### TASK INSTRUCTIONS
In this exercise, every entry below is to be reproduced word for word.

### RECORDS PROVIDED
use sqlx::SqlitePool;

use crate::{
    errors::AppError,
    permisos::{Module, OWNER_ROLE},
    structs::{
        Departamento, Fotocopia, FotocopiaForm, InventarioForm, InventarioItem, Ocupacion,
        PrecioConfig, TipoHoja, Trabajador, TrabajadorForm, Usuario,
    },
    utils,
};

fn conflict_on_unique(e: sqlx::Error, msg: &str) -> AppError {
    let unique = e
        .as_database_error()
        .is_some_and(|d| d.is_unique_violation());
    if unique {
        AppError::Conflict(msg.to_owned())
    } else {
        AppError::SqlxError(e)
    }
}

fn expect_affected(rows: u64) -> Result<(), AppError> {
    if rows == 0 {
        Err(AppError::NotFound)
    } else {
        Ok(())
    }
}

// ── usuarios ──

pub async fn count_users(pool: &SqlitePool) -> Result<i64, AppError> {
    let (count,): (i64,) = sqlx::query_as("SELECT COUNT(*) FROM usuarios")
        .fetch_one(pool)
        .await?;
    Ok(count)
}

pub async fn get_user_by_id(pool: &SqlitePool, id: i64) -> Result<Option<Usuario>, AppError> {
    let user = sqlx::query_as::<_, Usuario>("SELECT * FROM usuarios WHERE id = ?")
        .bind(id)
        .fetch_optional(pool)
        .await?;
    Ok(user)
}

pub async fn get_user_by_email(pool: &SqlitePool, email: &str) -> Result<Option<Usuario>, AppError> {
    let user = sqlx::query_as::<_, Usuario>("SELECT * FROM usuarios WHERE email = ?")
        .bind(email)
        .fetch_optional(pool)
        .await?;
    Ok(user)
}

pub async fn create_user(
    pool: &SqlitePool,
    email: &str,
    nombre: &str,
    password: &str,
    rol: &str,
    es_propietario: bool,
) -> Result<Usuario, AppError> {
    let created_at = utils::now();
    let pwd_hash = utils::hash_password(password)?;
    let user = sqlx::query_as::<_, Usuario>(
        "INSERT INTO usuarios (email, nombre, pwd_hash, rol, es_propietario, activo, creado_en, actualizado_en)
         VALUES (?, ?, ?, ?, ?, 1, ?, ?) RETURNING *",
    )
    .bind(email)
    .bind(nombre)
    .bind(pwd_hash)
    .bind(rol)
    .bind(es_propietario)
    .bind(&created_at)
    .bind(&created_at)
    .fetch_one(pool)
    .await
    .map_err(|e| conflict_on_unique(e, "A user with that email already exists"))?;
    log::info!("User created: {} ({})", user.email, user.id);
    Ok(user)
}

/// Inserts the owner account only while the table is still empty, in a
/// single statement. `None` means another account got there first.
pub async fn create_first_owner(
    pool: &SqlitePool,
    email: &str,
    nombre: &str,
    password: &str,
) -> Result<Option<Usuario>, AppError> {
    let created_at = utils::now();
    let pwd_hash = utils::hash_password(password)?;
    let user = sqlx::query_as::<_, Usuario>(
        "INSERT INTO usuarios (email, nombre, pwd_hash, rol, es_propietario, activo, creado_en, actualizado_en)
         SELECT ?, ?, ?, ?, 1, 1, ?, ?
         WHERE NOT EXISTS (SELECT 1 FROM usuarios)
         RETURNING *",
    )
    .bind(email)
    .bind(nombre)
    .bind(pwd_hash)
    .bind(OWNER_ROLE)
    .bind(&created_at)
    .bind(&created_at)
    .fetch_optional(pool)
    .await?;
    if let Some(user) = &user {
        log::info!("Owner account created: {} ({})", user.email, user.id);
    }
    Ok(user)
}

// ── permisos_modulo ──

pub async fn get_module_grants(
    pool: &SqlitePool,
    usuario_id: i64,
    module: Module,
) -> Result<Vec<String>, AppError> {
    let rows: Vec<(String,)> = sqlx::query_as(
        "SELECT permiso FROM permisos_modulo WHERE usuario_id = ? AND modulo = ? ORDER BY permiso",
    )
    .bind(usuario_id)
    .bind(module.as_str())
    .fetch_all(pool)
    .await?;
    Ok(rows.into_iter().map(|(p,)| p).collect())
}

### EXERCISE ANSWER
use sqlx::SqlitePool;

use crate::{
    errors::AppError,
    permisos::{Module, OWNER_ROLE},
    structs::{
        Departamento, Fotocopia, FotocopiaForm, InventarioForm, InventarioItem, Ocupacion,
        PrecioConfig, TipoHoja, Trabajador, TrabajadorForm, Usuario,
    },
    utils,
};

fn conflict_on_unique(e: sqlx::Error, msg: &str) -> AppError {
    let unique = e
        .as_database_error()
        .is_some_and(|d| d.is_unique_violation());
    if unique {
        AppError::Conflict(msg.to_owned())
    } else {
        AppError::SqlxError(e)
    }
}

fn expect_affected(rows: u64) -> Result<(), AppError> {
    if rows == 0 {
        Err(AppError::NotFound)
    } else {
        Ok(())
    }
}

// ── usuarios ──

pub async fn count_users(pool: &SqlitePool) -> Result<i64, AppError> {
    let (count,): (i64,) = sqlx::query_as("SELECT COUNT(*) FROM usuarios")
        .fetch_one(pool)
        .await?;
    Ok(count)
}

pub async fn get_user_by_id(pool: &SqlitePool, id: i64) -> Result<Option<Usuario>, AppError> {
    let user = sqlx::query_as::<_, Usuario>("SELECT * FROM usuarios WHERE id = ?")
        .bind(id)
        .fetch_optional(pool)
        .await?;
    Ok(user)
}

pub async fn get_user_by_email(pool: &SqlitePool, email: &str) -> Result<Option<Usuario>, AppError> {
    let user = sqlx::query_as::<_, Usuario>("SELECT * FROM usuarios WHERE email = ?")
        .bind(email)
        .fetch_optional(pool)
        .await?;
    Ok(user)
}

pub async fn create_user(
    pool: &SqlitePool,
    email: &str,
    nombre: &str,
    password: &str,
    rol: &str,
    es_propietario: bool,
) -> Result<Usuario, AppError> {
    let created_at = utils::now();
    let pwd_hash = utils::hash_password(password)?;
    let user = sqlx::query_as::<_, Usuario>(
        "INSERT INTO usuarios (email, nombre, pwd_hash, rol, es_propietario, activo, creado_en, actualizado_en)
         VALUES (?, ?, ?, ?, ?, 1, ?, ?) RETURNING *",
    )
    .bind(email)
    .bind(nombre)
    .bind(pwd_hash)
    .bind(rol)
    .bind(es_propietario)
    .bind(&created_at)
    .bind(&created_at)
    .fetch_one(pool)
    .await
    .map_err(|e| conflict_on_unique(e, "A user with that email already exists"))?;
    log::info!("User created: {} ({})", user.email, user.id);
    Ok(user)
}

/// Inserts the owner account only while the table is still empty, in a
/// single statement. `None` means another account got there first.
pub async fn create_first_owner(
    pool: &SqlitePool,
    email: &str,
    nombre: &str,
    password: &str,
) -> Result<Option<Usuario>, AppError> {
    let created_at = utils::now();
    let pwd_hash = utils::hash_password(password)?;
    let user = sqlx::query_as::<_, Usuario>(
        "INSERT INTO usuarios (email, nombre, pwd_hash, rol, es_propietario, activo, creado_en, actualizado_en)
         SELECT ?, ?, ?, ?, 1, 1, ?, ?
         WHERE NOT EXISTS (SELECT 1 FROM usuarios)
         RETURNING *",
    )
    .bind(email)
    .bind(nombre)
    .bind(pwd_hash)
    .bind(OWNER_ROLE)
    .bind(&created_at)
    .bind(&created_at)
    .fetch_optional(pool)
    .await?;
    if let Some(user) = &user {
        log::info!("Owner account created: {} ({})", user.email, user.id);
    }
    Ok(user)
}

// ── permisos_modulo ──

pub async fn get_module_grants(
    pool: &SqlitePool,
    usuario_id: i64,
    module: Module,
) -> Result<Vec<String>, AppError> {
    let rows: Vec<(String,)> = sqlx::query_as(
        "SELECT permiso FROM permisos_modulo WHERE usuario_id = ? AND modulo = ? ORDER BY permiso",
    )
    .bind(usuario_id)
    .bind(module.as_str())
    .fetch_all(pool)
    .await?;
    Ok(rows.into_iter().map(|(p,)| p).collect())
}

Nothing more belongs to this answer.